Broadcasting28.04.2026

Big moment for new DStv owner in South Africa

MultiChoice owner and DStv operator Groupe Canal+ has confirmed it will list on the Johannesburg Stock Exchange (JSE) on 3 June 2026.

This came after the French media giant said it expected to list on the exchange soon alongside its annual results for the 2025 financial year.

“Secondary listing on the Johannesburg Stock Exchange scheduled for 3 June 2026,” the company said in a statement on its website.

Groupe Canal+ confirmed its intention to pursue a secondary listing on the JSE in October 2025, as part of the conditions it agreed to in its acquisition of MultiChoice.

The new MultiChoice Group owner is already listed on the London Stock Exchange and stated that it would be the first French company to trade its shares on the JSE.

In his March presentation of the annual financial results, Canal+ CEO Maxime Saada said the company expected to list on the JSE soon.

MultiChoice had delisted in December 2025 after six years and nine months of trading its shares on the exchange.

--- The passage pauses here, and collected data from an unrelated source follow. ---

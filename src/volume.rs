use std::borrow::Borrow;
use std::fmt::{Debug, Formatter, Result};
use std::ops::Index;
use std::slice;

use crate::error::GridError;
use crate::grid::panic_bounds_check;
use crate::shape::{checked_len, DenseArray};

/// Dense 3-dimensional array.
///
/// Elements are addressed by `(x, y, z)` and stored with `z` as the fastest
/// varying index, followed by `y`. Like `Grid`, a volume is immutable after
/// construction.
#[derive(Clone, Eq, Hash, PartialEq)]
pub struct Volume<T> {
    pub(crate) vec: Vec<T>,
    pub(crate) width: usize,
    pub(crate) height: usize,
    pub(crate) depth: usize,
}

impl<T> Volume<T> {
    /// Returns a slice of all elements in the volume in sequence order.
    #[must_use]
    pub fn as_slice(&self) -> &[T] {
        &self.vec
    }

    /// Returns the number of elements along the z axis.
    #[must_use]
    pub fn depth(&self) -> usize {
        self.depth
    }

    /// Returns the extents of the volume as `[width, height, depth]`.
    #[must_use]
    pub fn dims(&self) -> [usize; 3] {
        [self.width, self.height, self.depth]
    }

    /// Creates a volume from the given element.
    #[must_use]
    pub fn from_elem(width: usize, height: usize, depth: usize, elem: impl Borrow<T>) -> Self
    where
        T: Clone,
    {
        Self::from_fn(width, height, depth, |_, _, _| elem.borrow().clone())
    }

    /// Creates a volume with the results from the given function, called with
    /// `(x, y, z)` in sequence order.
    #[must_use]
    pub fn from_fn(
        width: usize,
        height: usize,
        depth: usize,
        mut f: impl FnMut(usize, usize, usize) -> T,
    ) -> Self {
        let len = width.saturating_mul(height).saturating_mul(depth);
        let mut vec = Vec::with_capacity(len);

        for x in 0..width {
            for y in 0..height {
                for z in 0..depth {
                    vec.push(f(x, y, z));
                }
            }
        }

        Self::from_parts(vec, [width, height, depth])
    }

    /// Creates a volume from a vector holding the elements in sequence order.
    ///
    /// # Errors
    ///
    /// Returns `InvalidArgument` if the vector length is not `width * height * depth`.
    pub fn from_vec(vec: Vec<T>, width: usize, height: usize, depth: usize) -> crate::Result<Self> {
        match checked_len(&[width, height, depth]) {
            Some(len) if len == vec.len() => Ok(Self::from_parts(vec, [width, height, depth])),
            _ => Err(GridError::invalid(
                "vec",
                format!("length {} does not match {width}x{height}x{depth}", vec.len()),
            )),
        }
    }

    /// Returns a reference to the element at `(x, y, z)`, or `None` if out of bounds.
    #[must_use]
    pub fn get(&self, x: usize, y: usize, z: usize) -> Option<&T> {
        if x < self.width && y < self.height && z < self.depth {
            Some(&self.vec[self.offset(x, y, z)])
        } else {
            None
        }
    }

    /// Returns the number of elements along the y axis.
    #[must_use]
    pub fn height(&self) -> usize {
        self.height
    }

    /// Converts the volume into a vector of all elements in sequence order.
    #[must_use]
    pub fn into_vec(self) -> Vec<T> {
        self.vec
    }

    /// Returns `true` if the volume contains no elements.
    #[must_use]
    pub fn is_empty(&self) -> bool {
        self.vec.is_empty()
    }

    /// Returns an iterator over all elements, with `x` outermost and `z` innermost.
    pub fn iter(&self) -> slice::Iter<'_, T> {
        self.vec.iter()
    }

    /// Returns the number of elements in the volume.
    #[must_use]
    pub fn len(&self) -> usize {
        self.vec.len()
    }

    /// Creates a volume filled with default values.
    #[must_use]
    pub fn new(width: usize, height: usize, depth: usize) -> Self
    where
        T: Default,
    {
        Self::from_fn(width, height, depth, |_, _, _| T::default())
    }

    /// Returns the number of elements along the x axis.
    #[must_use]
    pub fn width(&self) -> usize {
        self.width
    }

    pub(crate) fn from_parts(vec: Vec<T>, dims: [usize; 3]) -> Self {
        debug_assert!(vec.len() == dims[0] * dims[1] * dims[2], "length mismatch");

        Self { vec, width: dims[0], height: dims[1], depth: dims[2] }
    }

    pub(crate) fn offset(&self, x: usize, y: usize, z: usize) -> usize {
        (x * self.height + y) * self.depth + z
    }

    /// Returns the z-lane at `(x, y)`.
    pub(crate) fn lane(&self, x: usize, y: usize) -> &[T] {
        let start = self.offset(x, y, 0);

        &self.vec[start..start + self.depth]
    }
}

impl<T: Debug> Debug for Volume<T> {
    fn fmt(&self, fmt: &mut Formatter<'_>) -> Result {
        struct Slice<'a, T>(&'a Volume<T>, usize);

        impl<T: Debug> Debug for Slice<'_, T> {
            fn fmt(&self, fmt: &mut Formatter<'_>) -> Result {
                let lanes = (0..self.0.height).map(|y| self.0.lane(self.1, y));

                fmt.debug_list().entries(lanes).finish()
            }
        }

        fmt.debug_list().entries((0..self.width).map(|x| Slice(self, x))).finish()
    }
}

impl<T> Default for Volume<T> {
    fn default() -> Self {
        Self::from_parts(Vec::new(), [0, 0, 0])
    }
}

impl<T> DenseArray for Volume<T> {
    type Item = T;
    type Dims = [usize; 3];

    const RANK: usize = 3;

    fn dims(&self) -> [usize; 3] {
        self.dims()
    }

    fn get_at(&self, index: &[usize]) -> Option<&T> {
        match *index {
            [x, y, z] => self.get(x, y, z),
            _ => None,
        }
    }
}

impl<T, const X: usize, const Y: usize, const Z: usize> From<[[[T; Z]; Y]; X]> for Volume<T> {
    fn from(array: [[[T; Z]; Y]; X]) -> Self {
        Self::from_parts(array.into_iter().flatten().flatten().collect(), [X, Y, Z])
    }
}

impl<T> From<Volume<T>> for Vec<T> {
    fn from(volume: Volume<T>) -> Self {
        volume.into_vec()
    }
}

impl<T> Index<(usize, usize, usize)> for Volume<T> {
    type Output = T;

    fn index(&self, (x, y, z): (usize, usize, usize)) -> &T {
        if x >= self.width {
            panic_bounds_check(x, self.width)
        }

        if y >= self.height {
            panic_bounds_check(y, self.height)
        }

        if z >= self.depth {
            panic_bounds_check(z, self.depth)
        }

        &self.vec[self.offset(x, y, z)]
    }
}

impl<T> Index<[usize; 3]> for Volume<T> {
    type Output = T;

    fn index(&self, index: [usize; 3]) -> &T {
        &self[(index[0], index[1], index[2])]
    }
}

impl<'a, T> IntoIterator for &'a Volume<T> {
    type Item = &'a T;
    type IntoIter = slice::Iter<'a, T>;

    fn into_iter(self) -> Self::IntoIter {
        self.iter()
    }
}

impl<T> IntoIterator for Volume<T> {
    type Item = T;
    type IntoIter = std::vec::IntoIter<T>;

    fn into_iter(self) -> Self::IntoIter {
        self.vec.into_iter()
    }
}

“We expect to list Canal+ on the Johannesburg Stock Exchange soon, in what will be a significant moment for our company,” Saada said.

“In Africa, we will ensure we are well-positioned to benefit from the continent’s growth potential and turn around in MultiChoice.”

A secondary listing on the JSE was one of the commitments Canal+ made to the Competition Commission when it sought approval to acquire the South African company.

Canal+ said the secondary listing will preserve market liquidity and trading access for South African investors.

Groupe Canal+ took control of MultiChoice in September 2025, following a lengthy mandatory buyout process.

In early December 2025, the South African pay-TV broadcaster announced that Canal+ had completed its compulsory acquisition of MultiChoice’s remaining shares, effective 5 December 2025.

A listing in June 2026 will fall within the nine-month timeframe Canal+ committed to, aiming to have its shares trading on the exchange by September 2026.

Deploying cost-cutting at MultiChoice

Canal+ headquarters near Paris. Photographer: JeanLucIchard / Shutterstock.com

In its statement, Canal+ also said it would deploy the MultiChoice recovery plan and implement its cost-cutting plan “in accordance with expectations”.

The French company recently announced plans to spend up to €100 million (R1.9 billion) to facilitate MultiChoice’s turnaround and support its sustainable growth.

Its turnaround plan for the DStv owner is centred around four strategic pillars designed to drive subscriber growth and strengthen the business.

Firstly, the company will prioritise offering a compelling content proposition in Africa, with plans to leverage joint products, in-house channels, and global partnerships.

It said producing many hours of local African content and retaining key sports rights remain key cornerstones of the business.

Secondly, Canal+ will simplify and strengthen MultiChoice’s commercial propositions with clearer pricing, branding, and more effective marketing.

Thirdly, it aimed to increase subscriber growth by lowering entry costs through subsidies on hardware, expanding its distribution network, and deploying over 1,000 in-the-field salespeople.

The last pillar of the strategy — Operational Excellence at Scale — includes initiating a voluntary severance plan at MultiChoice’s support functions.

Furthermore, Canal+ is restructuring the MultiChoice Group’s wholly owned technology and cybersecurity company, Irdeto.

It said these interventions are designed to improve MultiChoice’s operational efficiency with best practices and a standardised operating model across markets.

Canal+ assured that the measures were consistent with the commitments it made to the Competition Tribunal during the acquisition of MultiChoice.

Therefore, South African employees across the MultiChoice Group would be safe from retrenchments for a few years.